Problem — Among the lines below, take the one holding "SourceLocation::Http(raw.to_string())", the one holding "pub fn cache_busted_url(url: &str, millis: i64)", and all lines between them. Set them down exactly.

*** Materials provided ***

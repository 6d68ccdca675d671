use include_dir::{include_dir, Dir};
use std::fmt;
use std::fs;
use std::path::PathBuf;
use std::time::Duration;

use crate::loader::LoadError;

static BANK_DIR: Dir = include_dir!("$CARGO_MANIFEST_DIR/src/banks");

const BUNDLED_PREFIX: &str = "bundled:";
const FILE_PREFIX: &str = "file://";
const CACHE_BUST_PARAM: &str = "t";
const HTTP_TIMEOUT: Duration = Duration::from_secs(15);

/// Where a question bank lives
#[derive(Debug, Clone, PartialEq, Eq)]
pub enum SourceLocation {
    Http(String),
    File(PathBuf),
    Bundled(String),
}

impl SourceLocation {
    pub fn parse(raw: &str) -> Self {
        let raw = raw.trim();
        if raw.starts_with("http://") || raw.starts_with("https://") {
            SourceLocation::Http(raw.to_string())
        } else if let Some(name) = raw.strip_prefix(BUNDLED_PREFIX) {
            SourceLocation::Bundled(name.to_string())
        } else if let Some(path) = raw.strip_prefix(FILE_PREFIX) {
            SourceLocation::File(PathBuf::from(path))
        } else {
            SourceLocation::File(PathBuf::from(raw))
        }
    }
}

impl fmt::Display for SourceLocation {
    fn fmt(&self, f: &mut fmt::Formatter<'_>) -> fmt::Result {
        match self {
            SourceLocation::Http(url) => write!(f, "{url}"),
            SourceLocation::File(path) => write!(f, "{}", path.display()),
            SourceLocation::Bundled(name) => write!(f, "{BUNDLED_PREFIX}{name}"),
        }
    }
}

/// Fetches the raw bytes of a question bank
pub trait QuestionSource: Send + Sync + 'static {
    fn fetch(&self, location: &SourceLocation) -> Result<Vec<u8>, LoadError>;
}

/// Appends a `t=<unix millis>` parameter so intermediaries serve a fresh copy.
pub fn cache_busted_url(url: &str, millis: i64) -> String {
    let separator = if url.contains('?') { '&' } else { '?' };
    format!("{url}{separator}{CACHE_BUST_PARAM}={millis}")
}

/// Blocking HTTP client, safe to call from loader threads
#[derive(Debug, Clone)]
pub struct HttpSource {
    client: reqwest::blocking::Client,
    cache_bust: bool,
}

impl HttpSource {
    pub fn new(cache_bust: bool) -> Result<Self, LoadError> {
        let client = reqwest::blocking::Client::builder()
            .timeout(HTTP_TIMEOUT)
            .user_agent(concat!(env!("CARGO_PKG_NAME"), "/", env!("CARGO_PKG_VERSION")))
            .build()?;
        Ok(Self { client, cache_bust })
    }

    fn get(&self, url: &str) -> Result<Vec<u8>, LoadError> {
        let url = if self.cache_bust {
            cache_busted_url(url, chrono::Utc::now().timestamp_millis())
        } else {
            url.to_string()
        };

        tracing::debug!(%url, "fetching question bank");
        let response = self.client.get(&url).send()?;
        let status = response.status();
        if !status.is_success() {
            return Err(LoadError::Status(status.as_u16()));
        }
        Ok(response.bytes()?.to_vec())
    }
}

/// Routes each location kind to the matching backend
#[derive(Debug, Clone)]
pub struct DefaultSource {
    http: HttpSource,
}

impl DefaultSource {
    pub fn new(cache_bust: bool) -> Result<Self, LoadError> {
        Ok(Self {
            http: HttpSource::new(cache_bust)?,
        })
    }
}

impl QuestionSource for DefaultSource {
    fn fetch(&self, location: &SourceLocation) -> Result<Vec<u8>, LoadError> {
        match location {
            SourceLocation::Http(url) => self.http.get(url),
            SourceLocation::File(path) => fs::read(path).map_err(|source| LoadError::Io {
                path: path.clone(),
                source,
            }),
            SourceLocation::Bundled(name) => bundled_bank(name)
                .map(<[u8]>::to_vec)
                .ok_or_else(|| LoadError::UnknownBundle(name.clone())),
        }
    }
}

/// Contents of a bank compiled into the binary
pub fn bundled_bank(name: &str) -> Option<&'static [u8]> {
    BANK_DIR
        .get_file(format!("{name}.json"))
        .map(|file| file.contents())
}

pub fn bundled_bank_names() -> Vec<String> {
    let mut names: Vec<String> = BANK_DIR
        .files()
        .filter_map(|f| f.path().file_stem())
        .map(|stem| stem.to_string_lossy().into_owned())
        .collect();
    names.sort();
    names
}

*** End of Materials provided ***

The completed task —
            SourceLocation::Http(raw.to_string())
        } else if let Some(name) = raw.strip_prefix(BUNDLED_PREFIX) {
            SourceLocation::Bundled(name.to_string())
        } else if let Some(path) = raw.strip_prefix(FILE_PREFIX) {
            SourceLocation::File(PathBuf::from(path))
        } else {
            SourceLocation::File(PathBuf::from(raw))
        }
    }
}

impl fmt::Display for SourceLocation {
    fn fmt(&self, f: &mut fmt::Formatter<'_>) -> fmt::Result {
        match self {
            SourceLocation::Http(url) => write!(f, "{url}"),
            SourceLocation::File(path) => write!(f, "{}", path.display()),
            SourceLocation::Bundled(name) => write!(f, "{BUNDLED_PREFIX}{name}"),
        }
    }
}

/// Fetches the raw bytes of a question bank
pub trait QuestionSource: Send + Sync + 'static {
    fn fetch(&self, location: &SourceLocation) -> Result<Vec<u8>, LoadError>;
}

/// Appends a `t=<unix millis>` parameter so intermediaries serve a fresh copy.
pub fn cache_busted_url(url: &str, millis: i64) -> String {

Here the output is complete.